If you are work at sea in Ireland and you are worrying about your family’s you might be considering Commercial Fishermen Life Insurance
If you are a commercial fisherman/woman or you husband/wife/partner works on a fishing vessel in Ireland, and you are worried about your family’s financial future if anything was to happen, you might consider a Life Insurance Plan.
Deciding which plan is best for you should be discussed with a professional who can guide you to the right direction for you.
There are generally three types of Life Insurance plans:
1/. Term Life Insurance,
2/. Whole Life insurance, and,
3/. Universal Insurance.
What is Term Life Insurance?
Term Life Insurance, also known as pure life insurance, is a type of death benefit that pays the heirs of the policyholder throughout a specific period of time. Once the term expires, the policyholder can either renew it for another term, convert the policy to permanent coverage, or allow the term life insurance policy to lapse.

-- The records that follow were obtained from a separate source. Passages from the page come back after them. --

use async_trait::async_trait;
use sqlx::PgPool;
use uuid::Uuid;

use super::manager::{DatabaseError, DatabaseManager};
use super::models::{Blog, BlogChanges, NewBlog, NewUser, User};
use super::store::{BlogStore, UserStore};

const BLOG_COLUMNS: &str = "id, user_id, title, caption, url, time_minutes, created_at";
const USER_COLUMNS: &str = "id, email, name, password_hash, is_active, is_staff, is_superuser, created_at";

#[derive(Clone)]
pub struct PgBlogStore {
    pool: PgPool,
}

impl PgBlogStore {
    pub fn new(pool: PgPool) -> Self {
        Self { pool }
    }
}

#[async_trait]
impl BlogStore for PgBlogStore {
    async fn create(&self, owner: Uuid, fields: NewBlog) -> Result<Blog, DatabaseError> {
        let sql = format!(
            "INSERT INTO blogs (user_id, title, caption, url, time_minutes) VALUES ($1, $2, $3, $4, $5) RETURNING {}",
            BLOG_COLUMNS
        );
        let blog = sqlx::query_as::<_, Blog>(&sql)
            .bind(owner)
            .bind(&fields.title)
            .bind(&fields.caption)
            .bind(&fields.url)
            .bind(fields.time_minutes)
            .fetch_one(&self.pool)
            .await?;
        Ok(blog)
    }

    async fn get(&self, id: i64) -> Result<Blog, DatabaseError> {
        let sql = format!("SELECT {} FROM blogs WHERE id = $1", BLOG_COLUMNS);
        sqlx::query_as::<_, Blog>(&sql)
            .bind(id)
            .fetch_optional(&self.pool)
            .await?
            .ok_or_else(|| DatabaseError::NotFound(format!("blog {}", id)))
    }

    async fn list(&self, owner: Uuid) -> Result<Vec<Blog>, DatabaseError> {
        let sql = format!(
            "SELECT {} FROM blogs WHERE user_id = $1 ORDER BY created_at DESC, id DESC",
            BLOG_COLUMNS
        );
        let blogs = sqlx::query_as::<_, Blog>(&sql).bind(owner).fetch_all(&self.pool).await?;
        Ok(blogs)
    }

    async fn update(&self, id: i64, changes: BlogChanges) -> Result<Blog, DatabaseError> {
        // COALESCE keeps the stored value for every absent field
        let sql = format!(
            "UPDATE blogs SET title = COALESCE($1, title), caption = COALESCE($2, caption), \
             url = COALESCE($3, url), time_minutes = COALESCE($4, time_minutes) \
             WHERE id = $5 RETURNING {}",
            BLOG_COLUMNS
        );
        sqlx::query_as::<_, Blog>(&sql)
            .bind(changes.title)
            .bind(changes.caption)
            .bind(changes.url)
            .bind(changes.time_minutes)
            .bind(id)
            .fetch_optional(&self.pool)
            .await?
            .ok_or_else(|| DatabaseError::NotFound(format!("blog {}", id)))
    }

    async fn delete(&self, id: i64) -> Result<(), DatabaseError> {
        let result = sqlx::query("DELETE FROM blogs WHERE id = $1")
            .bind(id)
            .execute(&self.pool)
            .await?;
        if result.rows_affected() == 0 {
            return Err(DatabaseError::NotFound(format!("blog {}", id)));
        }
        Ok(())
    }

    async fn ping(&self) -> Result<(), DatabaseError> {
        DatabaseManager::health_check(&self.pool).await
    }
}

#[derive(Clone)]
pub struct PgUserStore {
    pool: PgPool,
}

impl PgUserStore {
    pub fn new(pool: PgPool) -> Self {
        Self { pool }
    }
}

#[async_trait]
impl UserStore for PgUserStore {
    async fn create(&self, user: NewUser) -> Result<User, DatabaseError> {
        let sql = format!(
            "INSERT INTO users (id, email, name, password_hash, is_staff, is_superuser) \
             VALUES ($1, $2, $3, $4, $5, $6) RETURNING {}",
            USER_COLUMNS
        );
        let created = sqlx::query_as::<_, User>(&sql)
            .bind(Uuid::new_v4())
            .bind(&user.email)
            .bind(&user.name)
            .bind(&user.password_hash)
            .bind(user.is_staff)
            .bind(user.is_superuser)
            .fetch_one(&self.pool)
            .await?;
        Ok(created)
    }

    async fn get(&self, id: Uuid) -> Result<Option<User>, DatabaseError> {
        let sql = format!("SELECT {} FROM users WHERE id = $1", USER_COLUMNS);
        let user = sqlx::query_as::<_, User>(&sql).bind(id).fetch_optional(&self.pool).await?;
        Ok(user)
    }

    async fn find_by_email(&self, email: &str) -> Result<Option<User>, DatabaseError> {
        let sql = format!("SELECT {} FROM users WHERE email = $1", USER_COLUMNS);
        let user = sqlx::query_as::<_, User>(&sql).bind(email).fetch_optional(&self.pool).await?;
        Ok(user)
    }
}
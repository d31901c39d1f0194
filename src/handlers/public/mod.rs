// Token acquisition and liveness; no authentication required
pub mod health;
pub mod users;

pub use health::health;
pub use users::register as user_register;
pub use users::token as user_token;
use chrono::{DateTime, Utc};
use serde::Serialize;

use crate::database::models::Blog;

/// List view of a blog record. `id` and `created_at` are server-assigned.
#[derive(Debug, Clone, PartialEq, Serialize)]
pub struct BlogSummary {
    pub id: i64,
    pub title: String,
    pub caption: String,
    pub url: String,
    pub time_minutes: i32,
    pub created_at: DateTime<Utc>,
}

/// Single-record view. Carries the summary fields and currently nothing more;
/// fields added here stay out of list responses.
#[derive(Debug, Clone, PartialEq, Serialize)]
pub struct BlogDetail {
    #[serde(flatten)]
    pub summary: BlogSummary,
}

impl From<&Blog> for BlogSummary {
    fn from(blog: &Blog) -> Self {
        Self {
            id: blog.id,
            title: blog.title.clone(),
            caption: blog.caption.clone(),
            url: blog.url.clone(),
            time_minutes: blog.time_minutes,
            created_at: blog.created_at,
        }
    }
}

impl From<&Blog> for BlogDetail {
    fn from(blog: &Blog) -> Self {
        Self { summary: BlogSummary::from(blog) }
    }
}

pub fn summaries(blogs: &[Blog]) -> Vec<BlogSummary> {
    blogs.iter().map(BlogSummary::from).collect()
}

#[cfg(test)]
mod tests {
    use super::*;
    use uuid::Uuid;

    #[test]
    fn detail_never_exposes_owner() {
        let blog = Blog {
            id: 7,
            user_id: Uuid::new_v4(),
            title: "Blog Title".into(),
            caption: "Blog caption".into(),
            url: "http://example.com/image.png".into(),
            time_minutes: 5,
            created_at: Utc::now(),
        };

        let value = serde_json::to_value(BlogDetail::from(&blog)).unwrap();
        let keys: Vec<&str> = value.as_object().unwrap().keys().map(String::as_str).collect();

        assert_eq!(value["id"], 7);
        assert_eq!(value["time_minutes"], 5);
        assert!(value.get("user").is_none());
        assert!(value.get("user_id").is_none());
        assert_eq!(keys.len(), 6);
        assert_eq!(value, serde_json::to_value(BlogSummary::from(&blog)).unwrap());
    }
}
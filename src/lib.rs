pub mod api;
pub mod app;
pub mod auth;
pub mod cli;
pub mod config;
pub mod database;
pub mod error;
pub mod handlers;
pub mod middleware;
pub mod services;
pub mod state;
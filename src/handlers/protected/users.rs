use axum::extract::{Extension, State};

use crate::auth::Identity;
use crate::error::ApiError;
use crate::handlers::public::users::UserResponse;
use crate::middleware::{ApiResponse, ApiResult};
use crate::state::AppState;

/// GET /users/me - the authenticated caller's account
pub async fn me(State(state): State<AppState>, Extension(identity): Extension<Identity>) -> ApiResult<UserResponse> {
    // the resolver just saw this user; a miss means it was removed in between
    let user = state
        .users
        .get(identity.user_id)
        .await?
        .ok_or_else(|| ApiError::unauthorized("Invalid token."))?;
    Ok(ApiResponse::success(user.into()))
}
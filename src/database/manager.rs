use sqlx::{postgres::PgPoolOptions, PgPool};
use std::time::Duration;
use thiserror::Error;
use tracing::info;

use crate::config::DatabaseConfig;

/// Errors surfaced by the stores and the pool manager
#[derive(Debug, Error)]
pub enum DatabaseError {
    #[error("Missing configuration: {0}")]
    ConfigMissing(&'static str),

    #[error("Invalid database URL")]
    InvalidDatabaseUrl,

    #[error("Not found: {0}")]
    NotFound(String),

    #[error("Duplicate value for {field}")]
    Conflict { field: String },

    #[error("Connection error: {0}")]
    ConnectionError(String),

    #[error("Migration error: {0}")]
    MigrationError(String),

    #[error(transparent)]
    Sqlx(sqlx::Error),
}

impl From<sqlx::Error> for DatabaseError {
    fn from(e: sqlx::Error) -> Self {
        match e {
            sqlx::Error::RowNotFound => DatabaseError::NotFound("Record not found".to_string()),
            sqlx::Error::PoolTimedOut | sqlx::Error::PoolClosed | sqlx::Error::Io(_) => {
                DatabaseError::ConnectionError(e.to_string())
            }
            sqlx::Error::Database(ref db) if db.code().as_deref() == Some("23505") => {
                let field = match db.constraint() {
                    Some(c) if c.contains("email") => "email",
                    _ => "non_field_errors",
                };
                DatabaseError::Conflict { field: field.to_string() }
            }
            other => DatabaseError::Sqlx(other),
        }
    }
}

impl From<sqlx::migrate::MigrateError> for DatabaseError {
    fn from(e: sqlx::migrate::MigrateError) -> Self {
        DatabaseError::MigrationError(e.to_string())
    }
}

/// Builds the shared Postgres pool from configuration
pub struct DatabaseManager;

impl DatabaseManager {
    /// Connects a pool. Does not run migrations.
    pub async fn connect(config: &DatabaseConfig) -> Result<PgPool, DatabaseError> {
        if config.url.is_empty() {
            return Err(DatabaseError::ConfigMissing("DATABASE_URL"));
        }
        let redacted = Self::redacted_url(&config.url)?;

        let pool = PgPoolOptions::new()
            .max_connections(config.max_connections)
            .acquire_timeout(Duration::from_secs(config.connection_timeout))
            .connect(&config.url)
            .await?;

        info!("Connected database pool: {}", redacted);
        Ok(pool)
    }

    /// Applies the embedded migrations
    pub async fn migrate(pool: &PgPool) -> Result<(), DatabaseError> {
        sqlx::migrate!().run(pool).await?;
        info!("Database migrations applied");
        Ok(())
    }

    /// Pings the pool to ensure connectivity
    pub async fn health_check(pool: &PgPool) -> Result<(), DatabaseError> {
        sqlx::query("SELECT 1").execute(pool).await?;
        Ok(())
    }

    /// Connection string with the password removed, for logging
    fn redacted_url(raw: &str) -> Result<String, DatabaseError> {
        let mut url = url::Url::parse(raw).map_err(|_| DatabaseError::InvalidDatabaseUrl)?;
        if url.password().is_some() {
            url.set_password(Some("***")).map_err(|_| DatabaseError::InvalidDatabaseUrl)?;
        }
        Ok(url.into())
    }
}
use axum::extract::{Extension, State};
use serde_json::Value;

use crate::api::{parse_new_blog, summaries, BlogDetail, BlogSummary};
use crate::auth::Identity;
use crate::middleware::{ApiJson, ApiResponse, ApiResult};
use crate::state::AppState;

/// GET /blogs - caller's records, newest first
pub async fn list(State(state): State<AppState>, Extension(identity): Extension<Identity>) -> ApiResult<Vec<BlogSummary>> {
    let blogs = state.blogs.list(identity.user_id).await?;
    tracing::debug!("Listed {} blogs for {}", blogs.len(), identity.user_id);
    Ok(ApiResponse::success(summaries(&blogs)))
}

/// POST /blogs - create a record owned by the caller
///
/// `id`, `created_at` and `user` in the payload are dropped; the owner is
/// always the authenticated caller.
pub async fn create(
    State(state): State<AppState>,
    Extension(identity): Extension<Identity>,
    ApiJson(payload): ApiJson<Value>,
) -> ApiResult<BlogDetail> {
    let fields = parse_new_blog(payload)?;
    let blog = state.blogs.create(identity.user_id, fields).await?;

    tracing::info!("Created blog {} for {}", blog.id, identity.user_id);
    Ok(ApiResponse::created(BlogDetail::from(&blog)))
}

Key points on Term Life Insurance
- Term life insurance guarantees payment of a stated death benefit to the insured’s beneficiaries if the insured person dies during a specified term.
- These policies have no value other than the guaranteed death benefit and feature no savings component as is found in a whole life insurance product.

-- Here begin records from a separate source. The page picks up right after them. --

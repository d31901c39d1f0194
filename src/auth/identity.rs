use async_trait::async_trait;
use std::sync::Arc;
use uuid::Uuid;

use super::{AuthError, JwtKeys};
use crate::database::UserStore;

/// The authenticated caller of a request
#[derive(Debug, Clone, PartialEq, Eq)]
pub struct Identity {
    pub user_id: Uuid,
    pub email: String,
}

/// Maps a bearer credential to an identity
#[async_trait]
pub trait IdentityResolver: Send + Sync {
    async fn resolve(&self, token: &str) -> Result<Identity, AuthError>;
}

/// Verifies a JWT and confirms its subject is still an active user
pub struct JwtIdentityResolver {
    keys: JwtKeys,
    users: Arc<dyn UserStore>,
}

impl JwtIdentityResolver {
    pub fn new(keys: JwtKeys, users: Arc<dyn UserStore>) -> Self {
        Self { keys, users }
    }
}

#[async_trait]
impl IdentityResolver for JwtIdentityResolver {
    async fn resolve(&self, token: &str) -> Result<Identity, AuthError> {
        let claims = self.keys.verify(token)?;

        match self.users.get(claims.sub).await? {
            Some(user) if user.is_active => Ok(Identity {
                user_id: user.id,
                email: user.email,
            }),
            _ => Err(AuthError::InactiveUser),
        }
    }
}
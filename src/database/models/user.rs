use chrono::{DateTime, Utc};
use serde::{Deserialize, Serialize};
use sqlx::FromRow;
use uuid::Uuid;

#[derive(Debug, Clone, Serialize, Deserialize, FromRow)]
pub struct User {
    pub id: Uuid,
    pub email: String,
    pub name: String,
    #[serde(skip_serializing)]
    pub password_hash: String,
    pub is_active: bool,
    pub is_staff: bool,
    pub is_superuser: bool,
    pub created_at: DateTime<Utc>,
}

/// User row ready for insertion. Email is already normalized and the
/// password already hashed.
#[derive(Debug, Clone)]
pub struct NewUser {
    pub email: String,
    pub name: String,
    pub password_hash: String,
    pub is_staff: bool,
    pub is_superuser: bool,
}

/// Lower-cases the domain part of an email address, leaving the local part as given.
pub fn normalize_email(email: &str) -> String {
    let email = email.trim();
    match email.rsplit_once('@') {
        Some((local, domain)) => format!("{}@{}", local, domain.to_lowercase()),
        None => email.to_string(),
    }
}
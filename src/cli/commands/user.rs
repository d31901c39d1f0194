use std::sync::Arc;

use crate::auth::JwtKeys;
use crate::config::config;
use crate::database::PgUserStore;
use crate::services::UserService;

pub async fn handle(email: &str, password: &str, name: &str, superuser: bool) -> anyhow::Result<()> {
    let config = config();
    let pool = super::connect(config).await?;
    let service = UserService::new(Arc::new(PgUserStore::new(pool)), JwtKeys::from_config(&config.security));

    let user = if superuser {
        service.create_superuser(email, password, name).await?
    } else {
        service.create_user(email, password, name).await?
    };

    println!("✓ Created user {} ({})", user.email, user.id);
    Ok(())
}
pub mod migrate;
pub mod serve;
pub mod user;

use anyhow::{anyhow, Context};
use sqlx::PgPool;

use crate::config::AppConfig;
use crate::database::DatabaseManager;

/// Validated configuration plus a live pool
pub(crate) async fn connect(config: &AppConfig) -> anyhow::Result<PgPool> {
    config.validate().map_err(|e| anyhow!("invalid configuration: {}", e))?;
    DatabaseManager::connect(&config.database)
        .await
        .context("failed to connect to database")
}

- Term life premiums are based on a person’s age, health, and life expectancy.
- Depending on the insurance company, it may be possible to turn term life into whole life insurance.

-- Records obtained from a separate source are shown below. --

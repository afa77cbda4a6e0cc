//! Conversion of local media through ffmpeg, with bitrate derivation from a
//! target size, fixed-length segmentation and cached previews.

use serde::{Deserialize, Serialize};
use std::path::{Path, PathBuf};
use std::sync::Arc;

use crate::config::{StorageDirs, TranscodeConfig};
use crate::tools::{Invocation, ToolRunner, Toolset};
use crate::utils::{file_stem, validate_file_name};
use crate::{AudioToolError, Result};

pub mod preview;

pub use preview::{fingerprint, preview_file_name};

/// Bitrate used when no bitrate is given and none can be derived
pub const DEFAULT_BITRATE_KBPS: u32 = 192;

/// Output formats the transcoder can produce
#[derive(Debug, Clone, Copy, PartialEq, Eq, Serialize, Deserialize, clap::ValueEnum)]
#[serde(rename_all = "lowercase")]
pub enum TargetFormat {
    Mp3,
    Wav,
    Aiff,
    Aac,
}

impl TargetFormat {
    pub fn as_str(&self) -> &'static str {
        match self {
            TargetFormat::Mp3 => "mp3",
            TargetFormat::Wav => "wav",
            TargetFormat::Aiff => "aiff",
            TargetFormat::Aac => "aac",
        }
    }

    /// File extension of the output container. AAC goes into m4a, never raw `.aac`.
    pub fn extension(&self) -> &'static str {
        match self {
            TargetFormat::Mp3 => "mp3",
            TargetFormat::Wav => "wav",
            TargetFormat::Aiff => "aiff",
            TargetFormat::Aac => "m4a",
        }
    }

    /// ffmpeg muxer name
    fn muxer(&self) -> &'static str {
        match self {
            TargetFormat::Mp3 => "mp3",
            TargetFormat::Wav => "wav",
            TargetFormat::Aiff => "aiff",
            TargetFormat::Aac => "ipod",
        }
    }

    fn codec(&self) -> &'static str {
        match self {
            TargetFormat::Mp3 => "libmp3lame",
            TargetFormat::Wav => "pcm_s16le",
            TargetFormat::Aiff => "pcm_s16be",
            TargetFormat::Aac => "aac",
        }
    }

    pub fn is_compressed(&self) -> bool {
        matches!(self, TargetFormat::Mp3 | TargetFormat::Aac)
    }
}

impl std::fmt::Display for TargetFormat {
    fn fmt(&self, f: &mut std::fmt::Formatter<'_>) -> std::fmt::Result {
        f.write_str(self.as_str())
    }
}

/// What drives the output bitrate of a compressed format
#[derive(Debug, Clone, Copy, PartialEq, Serialize, Deserialize)]
#[serde(rename_all = "snake_case")]
pub enum Compression {
    /// Fixed bitrate in kbps
    Bitrate(u32),
    /// Target output size in MB; the bitrate is derived from the source duration
    TargetSize(f64),
    /// Neither given
    Default,
}

impl Compression {
    pub fn from_options(bitrate_kbps: Option<u32>, target_size_mb: Option<f64>) -> Self {
        match (target_size_mb, bitrate_kbps) {
            (Some(mb), _) => Compression::TargetSize(mb),
            (None, Some(kbps)) => Compression::Bitrate(kbps),
            (None, None) => Compression::Default,
        }
    }

    fn validate(&self) -> Result<()> {
        match *self {
            Compression::Bitrate(0) => Err(AudioToolError::InvalidInput(
                "bitrate must be positive".to_string(),
            )),
            Compression::TargetSize(mb) if !(mb.is_finite() && mb > 0.0) => Err(
                AudioToolError::InvalidInput(format!("target size must be a positive number, got {mb}")),
            ),
            _ => Ok(()),
        }
    }
}

/// One conversion request against a file in the download directory
#[derive(Debug, Clone, PartialEq, Serialize, Deserialize)]
pub struct TranscodeJob {
    pub source_name: String,
    pub format: TargetFormat,
    pub compression: Compression,
    pub segment: bool,
    pub segment_minutes: Option<u32>,
}

impl TranscodeJob {
    pub fn new(source_name: impl Into<String>, format: TargetFormat) -> Self {
        Self {
            source_name: source_name.into(),
            format,
            compression: Compression::Default,
            segment: false,
            segment_minutes: None,
        }
    }

    pub fn with_compression(mut self, compression: Compression) -> Self {
        self.compression = compression;
        self
    }

    pub fn segmented(mut self, minutes: u32) -> Self {
        self.segment = true;
        self.segment_minutes = Some(minutes);
        self
    }

    /// Segment length in seconds when segmentation is requested
    fn segment_seconds(&self) -> Result<Option<u64>> {
        if !self.segment {
            return Ok(None);
        }
        match self.segment_minutes {
            Some(minutes) if minutes > 0 => Ok(Some(u64::from(minutes) * 60)),
            _ => Err(AudioToolError::InvalidInput(
                "segmentation needs a segment length of at least one minute".to_string(),
            )),
        }
    }
}

/// Where a finished transcode put its output
#[derive(Debug, Clone, PartialEq, Serialize)]
#[serde(tag = "kind", rename_all = "snake_case")]
pub enum TranscodeOutput {
    Single { path: PathBuf },
    Segmented { pattern: PathBuf, segments: Vec<PathBuf> },
}

/// Bitrate in kbps that makes `duration_seconds` of audio come out at `target_size_mb`.
///
/// Falls back to [`DEFAULT_BITRATE_KBPS`] when the duration is unknown. No clamping is
/// applied; see [`BitratePolicy`].
pub fn compute_bitrate(duration_seconds: f64, target_size_mb: f64) -> u32 {
    if !(duration_seconds.is_finite() && duration_seconds > 0.0) {
        return DEFAULT_BITRATE_KBPS;
    }
    let target_bits = target_size_mb * 8.0 * 1024.0 * 1024.0;
    let bits_per_second = (target_bits / duration_seconds).floor();
    (bits_per_second / 1000.0).floor().max(0.0) as u32
}

/// How bitrates are chosen when the caller does not fix one
#[derive(Debug, Clone, Copy, PartialEq)]
pub struct BitratePolicy {
    pub default_kbps: u32,
    /// `(min, max)` bounds applied to bitrates derived from a target size
    pub clamp: Option<(u32, u32)>,
}

impl BitratePolicy {
    pub fn from_config(config: &TranscodeConfig) -> Self {
        Self {
            default_kbps: config.default_bitrate_kbps,
            clamp: config
                .clamp_bitrate
                .then_some((config.min_bitrate_kbps, config.max_bitrate_kbps)),
        }
    }

    fn bound(&self, kbps: u32) -> u32 {
        match self.clamp {
            Some((min, max)) => {
                let bounded = kbps.clamp(min, max);
                if bounded != kbps {
                    tracing::warn!("Clamped computed bitrate {}k to {}k", kbps, bounded);
                }
                bounded
            }
            None => kbps,
        }
    }
}

impl Default for BitratePolicy {
    fn default() -> Self {
        Self {
            default_kbps: DEFAULT_BITRATE_KBPS,
            clamp: None,
        }
    }
}

#[derive(Debug, Deserialize)]
struct ProbeOutput {
    format: Option<ProbeFormat>,
}

#[derive(Debug, Deserialize)]
struct ProbeFormat {
    duration: Option<String>,
}

/// Drives ffmpeg and ffprobe for one set of storage directories
pub struct Transcoder {
    runner: Arc<dyn ToolRunner>,
    ffmpeg: PathBuf,
    ffprobe: PathBuf,
    dirs: StorageDirs,
    policy: BitratePolicy,
    preview_seconds: u32,
    revalidate_previews: bool,
}

impl Transcoder {
    pub fn new(
        runner: Arc<dyn ToolRunner>,
        toolset: &Toolset,
        dirs: StorageDirs,
        settings: &TranscodeConfig,
    ) -> Self {
        Self {
            runner,
            ffmpeg: toolset.ffmpeg.clone(),
            ffprobe: toolset.ffprobe.clone(),
            dirs,
            policy: BitratePolicy::from_config(settings),
            preview_seconds: settings.preview_seconds,
            revalidate_previews: settings.revalidate_previews,
        }
    }

    pub fn dirs(&self) -> &StorageDirs {
        &self.dirs
    }

    /// Duration of `path` in seconds, or 0 when ffprobe reports none
    pub async fn probe_duration(&self, path: &Path) -> Result<f64> {
        let invocation = Invocation::new("ffprobe", &self.ffprobe)
            .args(["-v", "error", "-show_entries", "format=duration", "-of", "json"])
            .arg(path.to_string_lossy());

        let output = self.runner.run(&invocation).await?.check(&invocation)?;
        let parsed: ProbeOutput = serde_json::from_str(&output.stdout)?;

        let duration = parsed
            .format
            .and_then(|format| format.duration)
            .and_then(|d| d.trim().parse::<f64>().ok())
            .filter(|d| d.is_finite() && *d > 0.0)
            .unwrap_or(0.0);

        Ok(duration)
    }

    /// Bitrate to encode `source` with
    pub async fn resolve_bitrate(&self, compression: Compression, source: &Path) -> Result<u32> {
        match compression {
            Compression::Bitrate(kbps) => Ok(kbps),
            Compression::Default => Ok(self.policy.default_kbps),
            Compression::TargetSize(mb) => {
                let duration = self.probe_duration(source).await?;
                tracing::debug!("{} lasts {}s", source.display(), duration);

                if duration > 0.0 {
                    let kbps = self.policy.bound(compute_bitrate(duration, mb));
                    tracing::info!("Calculated bitrate {}k for a {} MB target", kbps, mb);
                    Ok(kbps)
                } else {
                    tracing::warn!(
                        "Could not determine duration of {}, using {}k",
                        source.display(),
                        self.policy.default_kbps
                    );
                    Ok(self.policy.default_kbps)
                }
            }
        }
    }

    fn source_path(&self, source_name: &str) -> Result<PathBuf> {
        validate_file_name(source_name)?;
        let path = self.dirs.downloads.join(source_name);
        if !path.is_file() {
            return Err(AudioToolError::NotFound(source_name.to_string()));
        }
        Ok(path)
    }

    /// Convert a file from the download directory into the processed directory
    pub async fn transcode(&self, job: &TranscodeJob) -> Result<TranscodeOutput> {
        if job.format.is_compressed() {
            job.compression.validate()?;
        }
        let segment_seconds = job.segment_seconds()?;
        let source = self.source_path(&job.source_name)?;

        tracing::info!("Starting transcode of {} to {}", job.source_name, job.format);

        fs_err::create_dir_all(&self.dirs.processed)?;

        let stem = file_stem(&job.source_name);
        let ext = job.format.extension();

        let bitrate = if job.format.is_compressed() {
            Some(self.resolve_bitrate(job.compression, &source).await?)
        } else {
            None
        };

        let mut invocation = Invocation::new("ffmpeg", &self.ffmpeg)
            .args(["-hide_banner", "-nostdin", "-y", "-i"])
            .arg(source.to_string_lossy())
            .args(["-vn", "-c:a", job.format.codec()]);

        if let Some(kbps) = bitrate {
            invocation = invocation.args(["-b:a".to_string(), format!("{kbps}k")]);
        }

        let output = match segment_seconds {
            Some(seconds) => {
                remove_stale_segments(&self.dirs.processed, &stem, ext)?;
                let pattern = self.dirs.processed.join(format!("{stem}_%03d.{ext}"));
                invocation = invocation
                    .args(["-f", "segment", "-segment_time"])
                    .arg(seconds.to_string())
                    .args(["-reset_timestamps", "1", "-segment_format", job.format.muxer()])
                    .arg(pattern.to_string_lossy());

                self.run_ffmpeg(&invocation).await?;

                let segments = collect_segments(&self.dirs.processed, &stem, ext)?;
                tracing::info!("Wrote {} segments of {}s", segments.len(), seconds);
                TranscodeOutput::Segmented { pattern, segments }
            }
            None => {
                let path = self.dirs.processed.join(format!("{stem}.{ext}"));
                invocation = invocation
                    .args(["-f", job.format.muxer()])
                    .arg(path.to_string_lossy());

                self.run_ffmpeg(&invocation).await?;

                tracing::info!("Wrote {}", path.display());
                TranscodeOutput::Single { path }
            }
        };

        Ok(output)
    }

    async fn run_ffmpeg(&self, invocation: &Invocation) -> Result<()> {
        tracing::debug!("Running {}", invocation.command_line());
        let output = self.runner.run(invocation).await?;
        if !output.is_success() {
            tracing::error!("ffmpeg failed: {}", output.diagnostics());
            return Err(output.into_failure(invocation));
        }
        Ok(())
    }
}

/// Sequence number of `name` if it looks like `<stem>_NNN.<ext>`
fn segment_index(name: &str, stem: &str, ext: &str) -> Option<u32> {
    let digits = name
        .strip_prefix(stem)?
        .strip_prefix('_')?
        .strip_suffix(ext)?
        .strip_suffix('.')?;
    if digits.len() < 3 || !digits.bytes().all(|b| b.is_ascii_digit()) {
        return None;
    }
    digits.parse().ok()
}

/// Segment files for `stem` in `dir`, in sequence order
pub fn collect_segments(dir: &Path, stem: &str, ext: &str) -> Result<Vec<PathBuf>> {
    let mut found = Vec::new();
    for entry in fs_err::read_dir(dir)? {
        let entry = entry?;
        let name = entry.file_name().to_string_lossy().into_owned();
        if let Some(index) = segment_index(&name, stem, ext) {
            found.push((index, entry.path()));
        }
    }
    found.sort_by_key(|(index, _)| *index);
    Ok(found.into_iter().map(|(_, path)| path).collect())
}

/// Segments left by an earlier, longer run would otherwise be reported as output
fn remove_stale_segments(dir: &Path, stem: &str, ext: &str) -> Result<()> {
    for path in collect_segments(dir, stem, ext)? {
        tracing::debug!("Removing stale segment {}", path.display());
        fs_err::remove_file(&path)?;
    }
    Ok(())
}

- You can purchase term life policies that last 10, 15, or 20 years.
What is Whole Life Insurance?
Whole Life Insurance, also known as traditional life insurance, provides permanent death benefit coverage for the life of the insured. In addition to paying a death benefit, whole life insurance also contains a savings component in which cash value may accumulate. Interest accrues at a fixed rate and on a tax-deferred basis.
Key points on Whole Life Insurance
- Whole life insurance lasts for an insured’s lifetime, as opposed to term life insurance, which is for a specific number of years.
- Whole life insurance is paid out to a beneficiary or beneficiaries upon the insured’s death, provided the policy was in force.
- Whole life insurance has a cash savings component, which the policy owner can draw or borrow from.
- The cash value of a whole life policy typically earns a fixed rate of interest.
- An outstanding loan principal and interest reduce death benefits.
What is Universal Life Insurance?
Universal Life Insurance is permanent life insurance (lasting the lifetime of the insured) that has an investment savings element and low premiums similar to those of term life insurance. Most universal life insurance policies contain a flexible-premium option. but some require a single premium (single lump-sum premium) or fixed premiums (scheduled fixed premiums).
Key points on Universal Life Insurance
- Universal life (UL) insurance is a form of permanent life insurance with an investment savings element plus low premium.
- The price tag on universal life (UL) insurance is the minimum amount of a premium payment required to keep the policy.
- There are no tax implications for policyholders who borrow against the accumulated cash value of their UL insurance policy.
- Unlike term life insurance, a UL insurance policy can accumulate cash value.
- You can borrow from any accumulated cash value in your policy.